Prompt →
Look below for the lines from the one with "self.dispatch(id, message)?;" to the one with "fn on_tags(&mut self, id: PlayerId, tags: &TagList)", and copy exactly those lines, both ends included.

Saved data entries
* * * * *

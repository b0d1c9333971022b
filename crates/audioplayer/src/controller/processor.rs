//! Per-tick bus processing.
//!
//! Each tick drains every player's bus, folds the messages into state and
//! notifications, then sweeps players flagged for destruction.

use super::AudioPlayer;
use crate::backend::{BackendState, BusMessage, MediaBackend, TagList};
use crate::error::{PlayerError, Result};
use crate::metadata;
use crate::player::PlayerId;

impl<B: MediaBackend> AudioPlayer<B> {
    /// Run one processing cycle. Call periodically from the host loop.
    pub fn tick(&mut self) {
        for id in self.registry.ids() {
            if let Err(err) = self.drain_player(id) {
                tracing::error!(player_id = %id, error = %err, "failed to process player messages");
            }
        }
        let removed = self.registry.sweep(&self.backend);
        if !removed.is_empty() {
            tracing::debug!(count = removed.len(), "swept players");
        }
    }

    fn drain_player(&mut self, id: PlayerId) -> Result<()> {
        loop {
            let Some(chain) = self
                .registry
                .get(id)
                .and_then(|player| player.chain.as_ref())
                .map(|active| active.chain)
            else {
                return Ok(());
            };
            let Some(message) = self.backend.pop_message(chain) else {
                return Ok(());
            };
            self.dispatch(id, message)?;
        }
    }

    fn dispatch(&mut self, id: PlayerId, message: BusMessage) -> Result<()> {
        match message {
            BusMessage::Eos => {
                tracing::info!(player_id = %id, "end of stream");
                self.stop_chain(id)?;
                self.advance(id)?;
                self.emit_playback_state(id, false)
            }
            BusMessage::StateChanged { old, new, pending } => {
                tracing::trace!(player_id = %id, ?old, ?new, ?pending, "state changed");
                self.emit_playback_state(id, false)
            }
            BusMessage::Error { message, debug: details } => {
                self.stop_chain(id)?;
                tracing::error!(
                    player_id = %id,
                    error = %message,
                    debug = details.as_deref().unwrap_or_default(),
                    "playback error"
                );
                self.emit_playback_state(id, false)
            }
            BusMessage::Tag(tags) => self.on_tags(id, &tags),
            BusMessage::DurationChanged => self.on_duration_changed(id),
            BusMessage::Other(kind) => {
                tracing::trace!(player_id = %id, kind = %kind, "ignored bus message");
                Ok(())
            }
        }
    }

    fn stop_chain(&mut self, id: PlayerId) -> Result<()> {
        if let Some(active) = &self.player(id)?.chain {
            self.backend.set_state(active.chain, BackendState::Null)?;
        }
        Ok(())
    }

    fn on_tags(&mut self, id: PlayerId, tags: &TagList) -> Result<()> {
        let player = self
            .registry
            .get_mut(id)
            .ok_or(PlayerError::UnknownPlayer(id))?;
        if player.tags_received {
            return Ok(());
        }
        metadata::merge_tags(&mut player.pending_metadata, tags);
        if !metadata::is_complete(&player.pending_metadata) {
            return Ok(());
        }
        player.playlist.metadata = Some(player.pending_metadata.clone());
        player.tags_received = true;
        tracing::debug!(player_id = %id, "track metadata complete");
        self.emit_playback_state(id, true)
    }

    fn on_duration_changed(&mut self, id: PlayerId) -> Result<()> {
        let player = self
            .registry
            .get_mut(id)
            .ok_or(PlayerError::UnknownPlayer(id))?;
        let Some(active) = &player.chain else {
            return Ok(());
        };
        let Some(duration) = self.backend.query_duration(active.chain) else {
            return Ok(());
        };
        player.playlist.duration = Some(duration.as_secs());
        self.emit_playback_state(id, false)
    }
}

#[cfg(test)]
mod tests {
    use std::time::Duration;

    use audioplayer_types::{PlaybackState, TrackNumber};

    use crate::backend::{BackendState, BusMessage, MediaBackend, TagValue};
    use crate::controller::test_support::Harness;
    use crate::controller::{PauseOptions, StartOptions};

    fn tag(name: &str, value: TagValue) -> (String, TagValue) {
        (name.to_string(), value)
    }

    #[test]
    fn identical_states_are_published_once() {
        let mut h = Harness::new();
        let id = h.start(&["a.mp3"], StartOptions::default());
        let chain = h.chain(id);
        for _ in 0..3 {
            h.backend.push_message(
                chain,
                BusMessage::StateChanged {
                    old: BackendState::Paused,
                    new: BackendState::Playing,
                    pending: None,
                },
            );
        }
        h.player.tick();
        assert!(h.drain().is_empty());
    }

    #[test]
    fn ready_state_is_never_published() {
        let mut h = Harness::new();
        let id = h.start(&["a.mp3"], StartOptions::default());
        let chain = h.chain(id);
        h.backend.set_state(chain, BackendState::Ready).unwrap();
        h.player.tick();
        assert!(h.drain().is_empty());

        h.player
            .pause_playback(id, PauseOptions { force_pause: true, ..Default::default() })
            .unwrap();
        h.player.tick();
        let updates = h.drain();
        assert_eq!(updates.len(), 1);
        assert_eq!(updates[0].state, PlaybackState::Paused);
    }

    #[test]
    fn eos_advances_to_next_track() {
        let mut h = Harness::new();
        let id = h.start(&["a.mp3", "b.mp3"], StartOptions::default());
        h.backend.push_message(h.chain(id), BusMessage::Eos);
        h.player.tick();

        let updates = h.drain();
        assert_eq!(updates.len(), 1);
        assert_eq!(updates[0].state, PlaybackState::Playing);
        assert_eq!(updates[0].index, Some(1));
        assert_eq!(h.backend.live_chains().len(), 1);
        assert_eq!(h.player.player_count(), 1);
    }

    #[test]
    fn error_stops_player_but_keeps_it() {
        let mut h = Harness::new();
        let id = h.start(&["a.mp3"], StartOptions::default());
        let chain = h.chain(id);
        h.backend.push_message(
            chain,
            BusMessage::Error {
                message: "decoder failed".into(),
                debug: Some("mpg123: bad frame".into()),
            },
        );
        h.player.tick();

        assert_eq!(h.backend.state_of(chain), Some(BackendState::Null));
        let updates = h.drain();
        assert_eq!(updates.len(), 1);
        assert_eq!(updates[0].state, PlaybackState::Stopped);
        assert_eq!(h.player.player_count(), 1);
    }

    #[test]
    fn tags_publish_once_when_complete() {
        let mut h = Harness::new();
        let id = h.start(&["a.mp3"], StartOptions::default());
        let chain = h.chain(id);
        h.backend.push_message(
            chain,
            BusMessage::Tag(vec![
                tag("title", TagValue::Text("Blue in Green".into())),
                tag("track-number", TagValue::UInt(3)),
            ]),
        );
        h.player.tick();
        assert!(h.drain().is_empty());

        h.backend
            .push_message(chain, BusMessage::Tag(vec![tag("bitrate", TagValue::UInt(256_000))]));
        h.backend
            .push_message(chain, BusMessage::Tag(vec![tag("title", TagValue::Text("Other".into()))]));
        h.player.tick();

        let updates = h.drain();
        assert_eq!(updates.len(), 1);
        assert_eq!(updates[0].state, PlaybackState::Playing);
        let metadata = updates[0].metadata.clone().unwrap();
        assert_eq!(metadata.title.as_deref(), Some("Blue in Green"));
        assert_eq!(metadata.track, Some(TrackNumber::Number(3)));
        assert_eq!(metadata.bitrate_avg, Some(256_000));
        assert_eq!(h.player.playback_info(id).metadata, Some(metadata));
    }

    #[test]
    fn duration_is_stored_in_whole_seconds() {
        let mut h = Harness::new();
        let id = h.start(&["a.mp3"], StartOptions::default());
        let chain = h.chain(id);
        h.backend.push_message(chain, BusMessage::DurationChanged);
        h.player.tick();
        assert_eq!(h.player.playback_info(id).duration, None);

        h.backend.set_duration(chain, Duration::from_millis(187_900));
        h.backend.push_message(chain, BusMessage::DurationChanged);
        h.player.tick();
        assert_eq!(h.player.playback_info(id).duration, Some(187));
        assert!(h.drain().is_empty());
    }

    #[test]
    fn other_messages_are_ignored() {
        let mut h = Harness::new();
        let id = h.start(&["a.mp3"], StartOptions::default());
        h.backend
            .push_message(h.chain(id), BusMessage::Other("buffering".into()));
        h.player.tick();
        assert!(h.drain().is_empty());
    }

    #[test]
    fn players_are_processed_independently() {
        let mut h = Harness::new();
        let first = h.start(&["a.mp3"], StartOptions::default());
        let second = h.start(&["b.mp3", "c.mp3"], StartOptions::default());
        h.backend.push_message(h.chain(first), BusMessage::Eos);
        h.backend.push_message(h.chain(second), BusMessage::Eos);
        h.player.tick();

        assert_eq!(h.player.player_count(), 1);
        assert_eq!(h.player.playback_info(second).index, Some(1));
        let updates = h.drain();
        assert_eq!(updates.len(), 2);
        assert_eq!(updates[0].player_id, first.to_string());
        assert_eq!(updates[0].state, PlaybackState::Stopped);
        assert_eq!(updates[1].player_id, second.to_string());
        assert_eq!(updates[1].state, PlaybackState::Playing);
    }

    #[test]
    fn failing_player_does_not_block_others() {
        let mut h = Harness::new();
        let broken = h.start(&["a.mp3", "b.mp3"], StartOptions::default());
        let healthy = h.start(&["c.mp3", "d.mp3"], StartOptions::default());
        let broken_chain = h.chain(broken);
        h.backend.freeze_chain(broken_chain);
        h.backend.push_message(broken_chain, BusMessage::Eos);
        h.backend.push_message(h.chain(healthy), BusMessage::Eos);
        h.player.tick();

        assert_eq!(h.player.playback_info(broken).index, Some(0));
        assert_eq!(h.player.playback_info(healthy).index, Some(1));
        let updates = h.drain();
        assert_eq!(updates.len(), 1);
        assert_eq!(updates[0].player_id, healthy.to_string());
    }
}
use serde::{Deserialize, Serialize};

/// Observable playback state of a player.
#[derive(Clone, Copy, Debug, Default, Serialize, Deserialize, PartialEq, Eq, Hash)]
#[serde(rename_all = "snake_case")]
pub enum PlaybackState {
    /// No chain is running (includes players that were never started).
    #[default]
    Stopped,
    /// Chain exists but output is halted.
    Paused,
    /// Chain is rendering audio.
    Playing,
}

impl PlaybackState {
    /// Lowercase label used in logs and outbound payloads.
    pub fn label(self) -> &'static str {
        match self {
            PlaybackState::Stopped => "stopped",
            PlaybackState::Paused => "paused",
            PlaybackState::Playing => "playing",
        }
    }
}

impl std::fmt::Display for PlaybackState {
    fn fmt(&self, f: &mut std::fmt::Formatter<'_>) -> std::fmt::Result {
        f.write_str(self.label())
    }
}

/// One playlist entry.
#[derive(Clone, Debug, Serialize, Deserialize, PartialEq, Eq)]
pub struct Track {
    /// Filesystem path or http(s) URL.
    pub resource: String,
    /// MIME type (for example `audio/mpeg`). File tracks may leave this empty
    /// until their first load.
    pub audio_format: Option<String>,
}

impl Track {
    pub fn new(resource: impl Into<String>, audio_format: Option<String>) -> Self {
        Self {
            resource: resource.into(),
            audio_format,
        }
    }
}

/// Tag metadata gathered from the stream of the current track.
#[derive(Clone, Debug, Default, Serialize, Deserialize, PartialEq, Eq)]
pub struct TrackMetadata {
    /// Track or album artist.
    pub artist: Option<String>,
    pub album: Option<String>,
    pub title: Option<String>,
    pub genre: Option<String>,
    /// Release year.
    pub year: Option<i32>,
    /// Track number; kept as text when the tag was not numeric.
    pub track: Option<TrackNumber>,
    /// Channel mode label (for example `joint-stereo`).
    pub channels: Option<String>,
    /// Minimum bitrate in bits per second.
    pub bitrate_min: Option<u32>,
    /// Maximum bitrate in bits per second.
    pub bitrate_max: Option<u32>,
    /// Average bitrate in bits per second.
    pub bitrate_avg: Option<u32>,
}

/// Track number as reported by the stream.
#[derive(Clone, Debug, Serialize, Deserialize, PartialEq, Eq)]
#[serde(untagged)]
pub enum TrackNumber {
    Number(u32),
    Text(String),
}

/// Outbound playback update, also returned by player listings.
#[derive(Clone, Debug, Default, Serialize, Deserialize, PartialEq, Eq)]
pub struct PlaybackInfo {
    /// Player id as a hyphenated uuid string.
    pub player_id: String,
    pub state: PlaybackState,
    /// Track duration in whole seconds, once known.
    pub duration: Option<u64>,
    /// Current track, absent for unknown players.
    pub track: Option<Track>,
    pub metadata: Option<TrackMetadata>,
    /// Current playlist index.
    pub index: Option<usize>,
}

/// Snapshot of a player's playlist.
#[derive(Clone, Debug, Default, Serialize, Deserialize, PartialEq, Eq)]
pub struct PlaylistSnapshot {
    pub tracks: Vec<Track>,
    pub index: Option<usize>,
    pub repeat: bool,
    pub shuffle: bool,
    /// Volume percent (1..=100).
    pub volume: u8,
}

#[cfg(test)]
mod tests {
    use super::*;

    #[test]
    fn playback_state_serializes_snake_case() {
        let json = serde_json::to_string(&PlaybackState::Playing).unwrap();
        assert_eq!(json, "\"playing\"");
        assert_eq!(PlaybackState::Paused.to_string(), "paused");
    }

    #[test]
    fn track_number_is_untagged() {
        let numeric = serde_json::to_value(TrackNumber::Number(7)).unwrap();
        assert_eq!(numeric, serde_json::json!(7));
        let text = serde_json::to_value(TrackNumber::Text("7/12".into())).unwrap();
        assert_eq!(text, serde_json::json!("7/12"));
    }

    #[test]
    fn playback_info_defaults_to_stopped_without_track() {
        let info = PlaybackInfo {
            player_id: "abc".into(),
            ..Default::default()
        };
        let value = serde_json::to_value(&info).unwrap();
        assert_eq!(value["state"], "stopped");
        assert!(value["track"].is_null());
    }
}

* * * * *

Answer area →
            self.dispatch(id, message)?;
        }
    }

    fn dispatch(&mut self, id: PlayerId, message: BusMessage) -> Result<()> {
        match message {
            BusMessage::Eos => {
                tracing::info!(player_id = %id, "end of stream");
                self.stop_chain(id)?;
                self.advance(id)?;
                self.emit_playback_state(id, false)
            }
            BusMessage::StateChanged { old, new, pending } => {
                tracing::trace!(player_id = %id, ?old, ?new, ?pending, "state changed");
                self.emit_playback_state(id, false)
            }
            BusMessage::Error { message, debug: details } => {
                self.stop_chain(id)?;
                tracing::error!(
                    player_id = %id,
                    error = %message,
                    debug = details.as_deref().unwrap_or_default(),
                    "playback error"
                );
                self.emit_playback_state(id, false)
            }
            BusMessage::Tag(tags) => self.on_tags(id, &tags),
            BusMessage::DurationChanged => self.on_duration_changed(id),
            BusMessage::Other(kind) => {
                tracing::trace!(player_id = %id, kind = %kind, "ignored bus message");
                Ok(())
            }
        }
    }

    fn stop_chain(&mut self, id: PlayerId) -> Result<()> {
        if let Some(active) = &self.player(id)?.chain {
            self.backend.set_state(active.chain, BackendState::Null)?;
        }
        Ok(())
    }

    fn on_tags(&mut self, id: PlayerId, tags: &TagList) -> Result<()> {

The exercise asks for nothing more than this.